Writing multithreaded code is like juggling chainsaws; amazing when it works and truly sucky when it doesn't.

Right now at my job I am writing the foundation for a transaction processing cluster in Java, so I'm immersed in lots and lots of threads and interacting applications. When you are processing 8000 of something per second, any problems in your approach or in your choice of frameworks is magnified.

In job interviews, a popular question is "what is the major problem you have to solve in writing multithreaded code?" Generally, if they have read a little about it, they often say "avoiding deadlocks". If they have done a bit of thread coding, maybe in Swing, they might say "protected shared data". Only the truly experienced in complex threaded coding will say "avoiding doing nothing".

What's so bad about nothing?
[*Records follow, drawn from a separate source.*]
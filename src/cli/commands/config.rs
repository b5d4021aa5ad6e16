//! Init and Config commands.

use std::path::Path;

use anyhow::Context;
use console::style;

use crate::config::{LOCAL_CONFIG_FILE, Settings};

/// Print the effective configuration as TOML.
pub fn run_config(settings: &Settings) -> anyhow::Result<()> {
    println!("{}", style("Current Configuration:").cyan().bold());
    println!("{}", "=".repeat(50));
    println!("{}", settings.to_toml()?);
    Ok(())
}

/// Write default settings to `.adoc-live.toml` in `dir`.
pub fn run_init(dir: &Path, force: bool) -> anyhow::Result<()> {
    let path = dir.join(LOCAL_CONFIG_FILE);
    anyhow::ensure!(
        force || !path.exists(),
        "configuration file already exists at {} (use --force to overwrite)",
        path.display()
    );

    Settings::default()
        .save(&path)
        .with_context(|| format!("cannot create {}", path.display()))?;
    println!("Created configuration file at: {}", path.display());
    println!("Edit this file to customize your settings.");
    Ok(())
}
#![allow(missing_docs)]

//! Static stop and route reference data.
//!
//! Entries keep every language variant of their names; [`Catalog::routes`]
//! projects them into plain [`Route`] values for one [`Locale`] on demand.

mod data;

use std::collections::{HashMap, HashSet};

use once_cell::sync::Lazy;
use serde::{Deserialize, Serialize};

use crate::{
    error::CatalogError,
    models::{Locale, Point, Route, Stop},
};

/// Compiled-in stop row.
#[derive(Debug, Clone, Copy)]
pub struct StopRecord {
    pub id: &'static str,
    pub en: &'static str,
    pub pa: &'static str,
    pub x: f64,
    pub y: f64,
}

impl StopRecord {
    pub const fn new(id: &'static str, en: &'static str, pa: &'static str, x: f64, y: f64) -> Self {
        Self { id, en, pa, x, y }
    }
}

/// Compiled-in route row referencing stops by id.
#[derive(Debug, Clone, Copy)]
pub struct RouteRecord {
    pub id: &'static str,
    pub en: &'static str,
    pub pa: &'static str,
    pub color: &'static str,
    pub stops: &'static [&'static str],
}

/// A name carrying every available language variant.
#[derive(Debug, Clone, PartialEq, Eq, Serialize, Deserialize)]
pub struct LocalizedName {
    pub en: String,
    #[serde(default, skip_serializing_if = "Option::is_none")]
    pub pa: Option<String>,
}

impl LocalizedName {
    pub fn new(en: &str, pa: &str) -> Self {
        let pa = pa.trim();
        Self {
            en: en.to_string(),
            pa: (!pa.is_empty()).then(|| pa.to_string()),
        }
    }

    /// Name for `locale`, falling back to English when no translation exists.
    pub fn get(&self, locale: Locale) -> &str {
        match locale {
            Locale::En => &self.en,
            Locale::Pa => self.pa.as_deref().unwrap_or(&self.en),
        }
    }
}

/// Catalog view of a stop, before locale resolution.
#[derive(Debug, Clone, PartialEq, Serialize, Deserialize)]
pub struct CatalogStop {
    pub id: String,
    pub name: LocalizedName,
    pub position: Point,
}

/// Catalog view of a route, before locale resolution.
#[derive(Debug, Clone, PartialEq, Serialize, Deserialize)]
pub struct CatalogRoute {
    pub id: String,
    pub name: LocalizedName,
    pub color: String,
    /// Stop ids in forward order.
    pub stops: Vec<String>,
}

/// Immutable, validated set of stops and routes.
#[derive(Debug, Clone)]
pub struct Catalog {
    stops: Vec<CatalogStop>,
    stop_index: HashMap<String, usize>,
    routes: Vec<CatalogRoute>,
}

static BUILTIN: Lazy<Catalog> = Lazy::new(|| {
    Catalog::from_records(data::STOPS, data::ROUTES).expect("built-in catalog tables are invalid")
});

impl Catalog {
    /// Validate and index the given entries.
    pub fn new(stops: Vec<CatalogStop>, routes: Vec<CatalogRoute>) -> Result<Self, CatalogError> {
        let mut stop_index = HashMap::with_capacity(stops.len());
        for (idx, stop) in stops.iter().enumerate() {
            if !stop.position.in_bounds() {
                return Err(CatalogError::OutOfBounds {
                    id: stop.id.clone(),
                    x: stop.position.x,
                    y: stop.position.y,
                });
            }
            if stop_index.insert(stop.id.clone(), idx).is_some() {
                return Err(CatalogError::DuplicateStop(stop.id.clone()));
            }
        }

        let mut route_ids = HashSet::with_capacity(routes.len());
        for route in &routes {
            if !route_ids.insert(route.id.as_str()) {
                return Err(CatalogError::DuplicateRoute(route.id.clone()));
            }
            if route.stops.len() < 2 {
                return Err(CatalogError::TooFewStops {
                    route: route.id.clone(),
                    count: route.stops.len(),
                });
            }
            let mut seen = HashSet::with_capacity(route.stops.len());
            for stop_id in &route.stops {
                if !stop_index.contains_key(stop_id) {
                    return Err(CatalogError::UnknownStop {
                        route: route.id.clone(),
                        stop: stop_id.clone(),
                    });
                }
                if !seen.insert(stop_id.as_str()) {
                    return Err(CatalogError::RepeatedStop {
                        route: route.id.clone(),
                        stop: stop_id.clone(),
                    });
                }
            }
        }

        Ok(Self {
            stops,
            stop_index,
            routes,
        })
    }

    /// Build a catalog from compiled-in tables.
    pub fn from_records(stops: &[StopRecord], routes: &[RouteRecord]) -> Result<Self, CatalogError> {
        let stops = stops
            .iter()
            .map(|record| CatalogStop {
                id: record.id.to_string(),
                name: LocalizedName::new(record.en, record.pa),
                position: Point::new(record.x, record.y),
            })
            .collect();
        let routes = routes
            .iter()
            .map(|record| CatalogRoute {
                id: record.id.to_string(),
                name: LocalizedName::new(record.en, record.pa),
                color: record.color.to_string(),
                stops: record.stops.iter().map(|id| id.to_string()).collect(),
            })
            .collect();
        Self::new(stops, routes)
    }

    /// The Punjab network shipped with the application.
    pub fn builtin() -> &'static Catalog {
        &BUILTIN
    }

    pub fn stop(&self, id: &str) -> Option<&CatalogStop> {
        self.stop_index.get(id).map(|&idx| &self.stops[idx])
    }

    pub fn route(&self, id: &str) -> Option<&CatalogRoute> {
        self.routes.iter().find(|route| route.id == id)
    }

    /// Route entries in catalog order.
    pub fn route_entries(&self) -> &[CatalogRoute] {
        &self.routes
    }

    /// Project a stop entry into `locale`.
    pub fn resolve_stop(stop: &CatalogStop, locale: Locale) -> Stop {
        Stop {
            id: stop.id.clone(),
            name: stop.name.get(locale).to_string(),
            position: stop.position,
        }
    }

    /// Project a route entry into `locale`, resolving its stop ids.
    pub fn resolve_route(&self, route: &CatalogRoute, locale: Locale) -> Route {
        Route {
            id: route.id.clone(),
            name: route.name.get(locale).to_string(),
            color: route.color.clone(),
            stops: route
                .stops
                .iter()
                .filter_map(|id| self.stop(id))
                .map(|stop| Self::resolve_stop(stop, locale))
                .collect(),
        }
    }

    /// Every route resolved for `locale`, in catalog order.
    pub fn routes(&self, locale: Locale) -> Vec<Route> {
        self.routes
            .iter()
            .map(|route| self.resolve_route(route, locale))
            .collect()
    }

    /// Every stop resolved for `locale`, sorted by display name.
    pub fn stops(&self, locale: Locale) -> Vec<Stop> {
        let mut stops: Vec<Stop> = self
            .stops
            .iter()
            .map(|stop| Self::resolve_stop(stop, locale))
            .collect();
        stops.sort_by(|a, b| a.name.cmp(&b.name));
        stops
    }
}

#[cfg(test)]
mod tests {
    use super::*;

    fn stop(id: &str, x: f64, y: f64) -> CatalogStop {
        CatalogStop {
            id: id.to_string(),
            name: LocalizedName::new(id, ""),
            position: Point::new(x, y),
        }
    }

    fn route(id: &str, stops: &[&str]) -> CatalogRoute {
        CatalogRoute {
            id: id.to_string(),
            name: LocalizedName::new(id, ""),
            color: "#000000".to_string(),
            stops: stops.iter().map(|s| s.to_string()).collect(),
        }
    }

    #[test]
    fn builtin_catalog_is_valid() {
        let catalog = Catalog::builtin();
        assert_eq!(catalog.route_entries().len(), 13);
        assert_eq!(catalog.stops(Locale::En).len(), 44);
        assert!(catalog.route("route-chd-3").is_some());
    }

    #[test]
    fn resolves_names_per_locale() {
        let catalog = Catalog::builtin();
        let entry = catalog.route("route-sr-1").unwrap();
        let en = catalog.resolve_route(entry, Locale::En);
        let pa = catalog.resolve_route(entry, Locale::Pa);
        assert_eq!(en.name, "Sangrur-Patrana");
        assert_eq!(pa.name, "ਸੰਗਰੂਰ-ਪਾਤੜਾਂ");
        assert_eq!(en.stops[0].name, "Sangrur");
        assert_eq!(pa.stops[0].name, "ਸੰਗਰੂਰ");
        assert_eq!(en.stops[0].position, pa.stops[0].position);
    }

    #[test]
    fn missing_translation_falls_back_to_english() {
        let name = LocalizedName::new("Depot", "  ");
        assert_eq!(name.get(Locale::Pa), "Depot");
    }

    #[test]
    fn rejects_short_routes() {
        let err = Catalog::new(vec![stop("a", 1.0, 1.0)], vec![route("r", &["a"])]).unwrap_err();
        assert_eq!(
            err,
            CatalogError::TooFewStops {
                route: "r".to_string(),
                count: 1
            }
        );
    }

    #[test]
    fn rejects_repeated_and_unknown_stops() {
        let stops = vec![stop("a", 1.0, 1.0), stop("b", 2.0, 2.0)];
        let err = Catalog::new(stops.clone(), vec![route("r", &["a", "b", "a"])]).unwrap_err();
        assert!(matches!(err, CatalogError::RepeatedStop { .. }));

        let err = Catalog::new(stops, vec![route("r", &["a", "z"])]).unwrap_err();
        assert!(matches!(err, CatalogError::UnknownStop { .. }));
    }

    #[test]
    fn rejects_out_of_bounds_and_duplicate_ids() {
        let err = Catalog::new(vec![stop("a", 101.0, 5.0)], Vec::new()).unwrap_err();
        assert!(matches!(err, CatalogError::OutOfBounds { .. }));

        let err = Catalog::new(vec![stop("a", 1.0, 1.0), stop("a", 2.0, 2.0)], Vec::new())
            .unwrap_err();
        assert_eq!(err, CatalogError::DuplicateStop("a".to_string()));

        let stops = vec![stop("a", 1.0, 1.0), stop("b", 2.0, 2.0)];
        let routes = vec![route("r", &["a", "b"]), route("r", &["b", "a"])];
        let err = Catalog::new(stops, routes).unwrap_err();
        assert_eq!(err, CatalogError::DuplicateRoute("r".to_string()));
    }
}
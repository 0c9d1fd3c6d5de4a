//! Arrival estimates consistent with the position model.

use crate::models::{Bus, Direction, Route};

use super::{params::SimParams, tick::SEGMENT_LENGTH};

/// Minutes until `bus` reaches the stop at `target` on its route.
///
/// `None` means the bus has already passed the stop in its current
/// direction, including a bus that stands at `target` but has pulled more
/// than `due_threshold` into the next segment. The estimate covers the
/// remaining share of the route between the bus and the target at
/// `minutes_per_stop` per segment, plus any active delay.
pub fn eta_minutes(bus: &Bus, target: usize, params: &SimParams) -> Option<u32> {
    let current = bus.current_stop_index;
    let stops_to_go = match bus.direction {
        Direction::Forward => target.checked_sub(current)?,
        Direction::Backward => current.checked_sub(target)?,
    };
    if stops_to_go == 0 && bus.progress > params.due_threshold {
        return None;
    }

    let travelled = f64::from(bus.progress) / f64::from(SEGMENT_LENGTH);
    let remaining = stops_to_go as f64 - travelled;
    let minutes = (remaining * f64::from(params.minutes_per_stop)).round().max(0.0) as u32;
    Some(minutes + bus.delay_minutes())
}

/// Index of the terminus `bus` is heading for.
pub fn terminus_index(bus: &Bus, route: &Route) -> usize {
    match bus.direction {
        Direction::Forward => route.last_index(),
        Direction::Backward => 0,
    }
}

#[cfg(test)]
mod tests {
    use super::*;
    use crate::sim::fixtures;

    #[test]
    fn counts_whole_segments_from_a_stop() {
        let params = SimParams::default();
        let bus = fixtures::bus(1, 0, Direction::Forward);
        assert_eq!(eta_minutes(&bus, 3, &params), Some(10));
        assert_eq!(eta_minutes(&bus, 2, &params), Some(5));
        assert_eq!(eta_minutes(&bus, 0, &params), None);
    }

    #[test]
    fn adds_active_delay() {
        let params = SimParams::default();
        let bus = fixtures::delayed(fixtures::bus(1, 0, Direction::Forward), 4);
        assert_eq!(eta_minutes(&bus, 3, &params), Some(14));
        assert_eq!(eta_minutes(&bus, 0, &params), None);
    }

    #[test]
    fn bus_at_stop_is_due_until_threshold() {
        let params = SimParams::default();
        for progress in 0..=10 {
            let bus = fixtures::bus(2, progress, Direction::Forward);
            assert_eq!(eta_minutes(&bus, 2, &params), Some(0));
        }
        let bus = fixtures::delayed(fixtures::bus(2, 5, Direction::Backward), 3);
        assert_eq!(eta_minutes(&bus, 2, &params), Some(3));

        let leaving = fixtures::bus(2, 11, Direction::Forward);
        assert_eq!(eta_minutes(&leaving, 2, &params), None);
    }

    #[test]
    fn partial_progress_shortens_estimate() {
        let params = SimParams::default();
        let bus = fixtures::bus(1, 50, Direction::Forward);
        assert_eq!(eta_minutes(&bus, 2, &params), Some(3));
        assert_eq!(eta_minutes(&bus, 3, &params), Some(8));
    }

    #[test]
    fn backward_direction_mirrors_indices() {
        let params = SimParams::default();
        let bus = fixtures::bus(3, 0, Direction::Backward);
        assert_eq!(eta_minutes(&bus, 0, &params), Some(15));
        assert_eq!(eta_minutes(&bus, 1, &params), Some(10));
        let moving = fixtures::bus(2, 20, Direction::Backward);
        assert_eq!(eta_minutes(&moving, 3, &params), None);
    }

    #[test]
    fn terminus_follows_direction() {
        let params = SimParams::default();
        let route = fixtures::line_route();
        let bus = fixtures::bus(1, 0, Direction::Forward);
        assert_eq!(terminus_index(&bus, &route), 3);
        assert_eq!(eta_minutes(&bus, terminus_index(&bus, &route), &params), Some(10));

        // pulled away from the last stop it turned at
        let parked = fixtures::bus(0, 30, Direction::Backward);
        assert_eq!(terminus_index(&parked, &route), 0);
        assert_eq!(eta_minutes(&parked, terminus_index(&parked, &route), &params), None);
    }
}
Assuming you can avoid deadlocks (generally not hard if you're disciplined) and understand when to protect data, when working in a complex high speed system you want to accomplish both of those basic requirements without slowing down the real work your threads are doing. In a Swing app, so a couple threads block for a while, or even less of a problem is a few waiting around for something to happen. In a large cluster of servers, having threads sitting around doing nothing is a waste of money. If Google is processing millions of searches daily, and half of their cpu's capacity is basically blocked waiting for some resource, it costs a lot of money and power: instead of 50,000 servers you need 100,000. That a hefty price to pay for poor thread coding.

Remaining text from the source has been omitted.